Evo Bluestein
American folk musician • cultural historian • multi-instrumentalist
Evo Bluestein did not discover American folk music. He was born into it.
His father, Gene Bluestein, was a folklorist and professor of American Studies — first at the University of Minnesota, later at California State University, Fresno — whose academic career drew the defining figures of American traditional music into the family home. During Evo’s formative years, the musicians who came as guest artists and stayed for semesters at a time included Dewey Balfa, Dennis McGee, Bois Sec Ardoin, Tommy Jarrell, Bessie Jones, and Jean Ritchie. These were not influences absorbed from recordings. They were teachers, houseguests, and family friends. That access to the living tradition, at its primary source, shaped everything that followed.
Bluestein has spent five decades in professional performance — not a single day job between them. He plays fourteen instruments and teaches twelve, ranging from Appalachian fiddle and old-time banjo to Cajun button accordion, autoharp, guitar, and dulcimer. He sings, clogs, and calls English country, contra, and square dances. His repertoire moves across the full arc of American traditional music: the Appalachian stringband traditions, Cajun and zydeco, blues, and the overlapping musical inheritances of the African American, Irish, and Scots-Irish communities whose sounds form the bedrock of what we call American folk.
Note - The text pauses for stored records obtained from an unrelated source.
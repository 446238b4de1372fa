//! Operator confirmations
//!
//! A waiting Confirm step registers a one-shot channel under its
//! `(execution id, step id)` key. The first delivery for a key wins and
//! removes it; later deliveries, and deliveries after a timeout or cancel,
//! are rejected.

use super::WorkflowError;
use parking_lot::Mutex;
use serde::{Deserialize, Serialize};
use std::collections::HashMap;
use tokio::sync::oneshot;
use tracing::debug;

/// Operator answer to a Confirm step
#[derive(Debug, Clone, Default, PartialEq, Eq, Serialize, Deserialize)]
pub struct ConfirmationResponse {
    /// Whether the operator confirmed
    pub confirmed: bool,
    /// Chosen option label
    #[serde(default, skip_serializing_if = "Option::is_none")]
    pub selected_option: Option<String>,
    /// Free-form input
    #[serde(default, skip_serializing_if = "Option::is_none")]
    pub user_input: Option<String>,
    /// Notes for the record
    #[serde(default, skip_serializing_if = "Option::is_none")]
    pub operator_notes: Option<String>,
}

impl ConfirmationResponse {
    /// Confirmed with an option
    pub fn confirm(option: &str) -> Self {
        Self {
            confirmed: true,
            selected_option: Some(option.to_string()),
            ..Self::default()
        }
    }

    /// Rejected
    pub fn reject() -> Self {
        Self::default()
    }
}

type Key = (String, String);

/// Routes confirmations to the step waiting for them
#[derive(Default)]
pub struct ConfirmationBroker {
    waiters: Mutex<HashMap<Key, oneshot::Sender<ConfirmationResponse>>>,
}

impl ConfirmationBroker {
    /// Create an empty broker
    pub fn new() -> Self {
        Self::default()
    }

    /// Register a waiter; replaces any stale registration for the same key
    pub fn register(&self, execution_id: &str, step_id: &str) -> oneshot::Receiver<ConfirmationResponse> {
        let (tx, rx) = oneshot::channel();
        self.waiters
            .lock()
            .insert((execution_id.to_string(), step_id.to_string()), tx);
        rx
    }

    /// Hand a response to the waiting step
    pub fn deliver(
        &self,
        execution_id: &str,
        step_id: &str,
        response: ConfirmationResponse,
    ) -> Result<(), WorkflowError> {
        let key = (execution_id.to_string(), step_id.to_string());
        let delivered = self
            .waiters
            .lock()
            .remove(&key)
            .is_some_and(|tx| tx.send(response).is_ok());
        if delivered {
            debug!("Confirmation delivered to {}/{}", execution_id, step_id);
            Ok(())
        } else {
            Err(WorkflowError::NoPendingConfirmation {
                execution_id: execution_id.to_string(),
                step_id: step_id.to_string(),
            })
        }
    }

    /// Drop one registration (timeout)
    pub fn withdraw(&self, execution_id: &str, step_id: &str) {
        self.waiters
            .lock()
            .remove(&(execution_id.to_string(), step_id.to_string()));
    }

    /// Drop every registration of an execution (cancel)
    pub fn cancel_execution(&self, execution_id: &str) -> usize {
        let mut waiters = self.waiters.lock();
        let before = waiters.len();
        waiters.retain(|(exec, _), _| exec != execution_id);
        before - waiters.len()
    }

    /// Whether a step is waiting
    pub fn is_pending(&self, execution_id: &str, step_id: &str) -> bool {
        self.waiters
            .lock()
            .contains_key(&(execution_id.to_string(), step_id.to_string()))
    }
}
His performing career has taken him across the United States and to China, Japan, Israel, England, Finland, France, and Germany — including a live broadcast at the Rudolstadt International Folk Music Festival and appearances on Garrison Keillor’s Prairie Home Companion. He has performed at the California Academy of Sciences, the Kennedy Center in Washington D.C., and at folk festivals and university programs throughout the country. He has hosted folk music programs on three Fresno radio stations and co-founded both the Fresno Folklore Society and the California Autoharp Gathering Festival.
A published author on music and music history, Bluestein has also developed original autoharp designs — the Evoharp and the Sparrowharp — that have been distributed nationally. In 2009 he was inducted into the Autoharp Hall of Fame alongside Carter Family members and Mike Seeger, and received the California Autoharp Gathering’s Lifetime Achievement Award the same year. In 2024 he was named to the Valley Music Hall of Fame.
Bluestein’s performances for adult audiences are not concerts with historical footnotes. They are the living tradition itself — delivered by someone who learned it firsthand from the people who made it, and has been performing and teaching it his entire life.